What does the data read, word for word, from the line containing "pub fn top_k(&self)" through its final line? Give those lines only.

Saved data entries
════

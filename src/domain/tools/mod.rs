//! Tool descriptors and the definition registry.
//!
//! Tools are the capabilities the Researcher agent can request. Each one
//! advertises a name, a natural-language usage description (read by the
//! model to decide applicability), and a JSON-Schema parameter list. Actual
//! execution lives behind the `ToolExecutor` port; this module is schema only.

mod call;
mod definition;
mod registry;

pub use call::ToolCall;
pub use definition::ToolDefinition;
pub use registry::ToolRegistry;
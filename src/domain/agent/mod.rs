//! Agent orchestration core.
//!
//! One user turn is driven through a small state machine: the Researcher
//! gathers facts by requesting tools, the Tool-Executor runs them, and the
//! Writer synthesizes the final answer from the accumulated message log.
//! The log is strictly append-only; routing is a pure function of the last
//! message.

mod graph;
mod message;
pub mod prompts;
mod state;

pub use graph::{next_node, GraphNode};
pub use message::{Message, MessageOrigin};
pub use state::TurnState;
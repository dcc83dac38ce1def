//! Retrieval and orchestration tuning.

use serde::Deserialize;

use super::ConfigError;

fn default_top_k() -> usize {
    3
}

fn default_max_research_iterations() -> usize {
    8
}

fn default_history_limit() -> u32 {
    20
}

/// Tuning knobs for retrieval depth and the research loop.
#[derive(Debug, Clone, Deserialize)]
pub struct RetrievalConfig {
    #[serde(default = "default_top_k")]
    top_k: usize,
    #[serde(default = "default_max_research_iterations")]
    max_research_iterations: usize,
    #[serde(default = "default_history_limit")]
    history_limit: u32,
}

impl RetrievalConfig {
    /// Returns how many passages each semantic lookup fetches.
    pub fn top_k(&self) -> usize {
        self.top_k
    }

    /// Returns the cap on Researcher invocations per turn.
    pub fn max_research_iterations(&self) -> usize {
        self.max_research_iterations
    }

    /// Returns the history window loaded per turn.
    pub fn history_limit(&self) -> u32 {
        self.history_limit
    }

    pub(super) fn validate(&self) -> Result<(), ConfigError> {
        if self.top_k == 0 {
            return Err(ConfigError::invalid(
                "retrieval.top_k",
                "must be greater than zero",
            ));
        }
        if self.max_research_iterations == 0 {
            return Err(ConfigError::invalid(
                "retrieval.max_research_iterations",
                "must be greater than zero",
            ));
        }
        Ok(())
    }
}

impl Default for RetrievalConfig {
    fn default() -> Self {
        Self {
            top_k: default_top_k(),
            max_research_iterations: default_max_research_iterations(),
            history_limit: default_history_limit(),
        }
    }
}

════

• _EXERCISE RESULT_:
    pub fn top_k(&self) -> usize {
        self.top_k
    }

    /// Returns the cap on Researcher invocations per turn.
    pub fn max_research_iterations(&self) -> usize {
        self.max_research_iterations
    }

    /// Returns the history window loaded per turn.
    pub fn history_limit(&self) -> u32 {
        self.history_limit
    }

    pub(super) fn validate(&self) -> Result<(), ConfigError> {
        if self.top_k == 0 {
            return Err(ConfigError::invalid(
                "retrieval.top_k",
                "must be greater than zero",
            ));
        }
        if self.max_research_iterations == 0 {
            return Err(ConfigError::invalid(
                "retrieval.max_research_iterations",
                "must be greater than zero",
            ));
        }
        Ok(())
    }
}

impl Default for RetrievalConfig {
    fn default() -> Self {
        Self {
            top_k: default_top_k(),
            max_research_iterations: default_max_research_iterations(),
            history_limit: default_history_limit(),
        }
    }
}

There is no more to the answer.